══ Given records

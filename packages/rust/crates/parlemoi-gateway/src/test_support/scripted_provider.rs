use std::path::PathBuf;
use std::sync::atomic::{AtomicBool, AtomicUsize, Ordering};
use std::sync::{Mutex, PoisonError};

use async_trait::async_trait;

use crate::language::TranscriptionLanguage;
use crate::provider::{
    ChatMessage, Provider, ProviderError, SamplingParams, SpeechRequest, TranscriptionRequest,
};

pub const SCRIPTED_TRANSCRIPT: &str = "je me sens un peu perdu";
pub const SCRIPTED_AUDIO: &[u8] = b"ID3\x04scripted-mpeg-frames";

/// What the provider observed during one transcription call.
#[derive(Debug, Clone)]
pub struct RecordedTranscription {
    pub audio_path: PathBuf,
    /// Whether the stored upload existed while the provider was running.
    pub file_existed: bool,
    pub audio_bytes: Vec<u8>,
    pub file_name: String,
    pub mime_type: Option<String>,
    pub language: TranscriptionLanguage,
}

/// Recording provider. Chat replies are `"reply-1"`, `"reply-2"`, ... in call order.
#[derive(Default)]
pub struct ScriptedProvider {
    fail_chat: AtomicBool,
    panic_next_chat: AtomicBool,
    fail_transcription: AtomicBool,
    fail_speech: AtomicBool,
    chat_counter: AtomicUsize,
    chat_calls: Mutex<Vec<(Vec<ChatMessage>, SamplingParams)>>,
    transcription_calls: Mutex<Vec<RecordedTranscription>>,
    speech_calls: Mutex<Vec<SpeechRequest>>,
}

fn scripted_failure(operation: &str) -> ProviderError {
    ProviderError::Status {
        status: 503,
        body: format!("scripted {operation} failure"),
    }
}

impl ScriptedProvider {
    #[must_use]
    pub fn new() -> Self {
        Self::default()
    }

    pub fn set_fail_chat(&self, fail: bool) {
        self.fail_chat.store(fail, Ordering::SeqCst);
    }

    /// Make the next `complete` call panic; later calls behave normally.
    pub fn panic_on_next_chat(&self) {
        self.panic_next_chat.store(true, Ordering::SeqCst);
    }

    pub fn set_fail_transcription(&self, fail: bool) {
        self.fail_transcription.store(fail, Ordering::SeqCst);
    }

    pub fn set_fail_speech(&self, fail: bool) {
        self.fail_speech.store(fail, Ordering::SeqCst);
    }

    /// Message sequences passed to `complete`, in call order.
    #[must_use]
    pub fn chat_calls(&self) -> Vec<Vec<ChatMessage>> {
        self.chat_calls
            .lock()
            .unwrap_or_else(PoisonError::into_inner)
            .iter()
            .map(|(messages, _)| messages.clone())
            .collect()
    }

    #[must_use]
    pub fn chat_sampling(&self) -> Vec<SamplingParams> {
        self.chat_calls
            .lock()
            .unwrap_or_else(PoisonError::into_inner)
            .iter()
            .map(|(_, sampling)| *sampling)
            .collect()
    }

    #[must_use]
    pub fn transcription_calls(&self) -> Vec<RecordedTranscription> {
        self.transcription_calls
            .lock()
            .unwrap_or_else(PoisonError::into_inner)
            .clone()
    }

    #[must_use]
    pub fn speech_calls(&self) -> Vec<SpeechRequest> {
        self.speech_calls
            .lock()
            .unwrap_or_else(PoisonError::into_inner)
            .clone()
    }
}

#[async_trait]
impl Provider for ScriptedProvider {
    async fn complete(
        &self,
        messages: Vec<ChatMessage>,
        sampling: SamplingParams,
    ) -> Result<String, ProviderError> {
        self.chat_calls
            .lock()
            .unwrap_or_else(PoisonError::into_inner)
            .push((messages, sampling));
        if self.panic_next_chat.swap(false, Ordering::SeqCst) {
            panic!("scripted chat panic");
        }
        if self.fail_chat.load(Ordering::SeqCst) {
            return Err(scripted_failure("chat"));
        }
        let n = self.chat_counter.fetch_add(1, Ordering::SeqCst) + 1;
        Ok(format!("reply-{n}"))
    }

    async fn transcribe(&self, request: TranscriptionRequest<'_>) -> Result<String, ProviderError> {
        let stored = tokio::fs::read(request.audio_path).await.ok();
        self.transcription_calls
            .lock()
            .unwrap_or_else(PoisonError::into_inner)
            .push(RecordedTranscription {
                audio_path: request.audio_path.to_path_buf(),
                file_existed: stored.is_some(),
                audio_bytes: stored.unwrap_or_default(),
                file_name: request.file_name.to_string(),
                mime_type: request.mime_type.map(ToString::to_string),
                language: request.language,
            });
        if self.fail_transcription.load(Ordering::SeqCst) {
            return Err(scripted_failure("transcription"));
        }
        Ok(SCRIPTED_TRANSCRIPT.to_string())
    }

    async fn synthesize(&self, request: SpeechRequest) -> Result<Vec<u8>, ProviderError> {
        self.speech_calls
            .lock()
            .unwrap_or_else(PoisonError::into_inner)
            .push(request);
        if self.fail_speech.load(Ordering::SeqCst) {
            return Err(scripted_failure("speech"));
        }
        Ok(SCRIPTED_AUDIO.to_vec())
    }
}
//! Session namespace: conversation keys and the bounded conversation history store.

mod key;
mod store;

pub use key::ConversationKey;
pub use store::{ConversationGuard, ConversationStore};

════

### Problem requirements
Looking at the data above, say how many lines contain "SamplingParams", and give no other words.

### Response below
4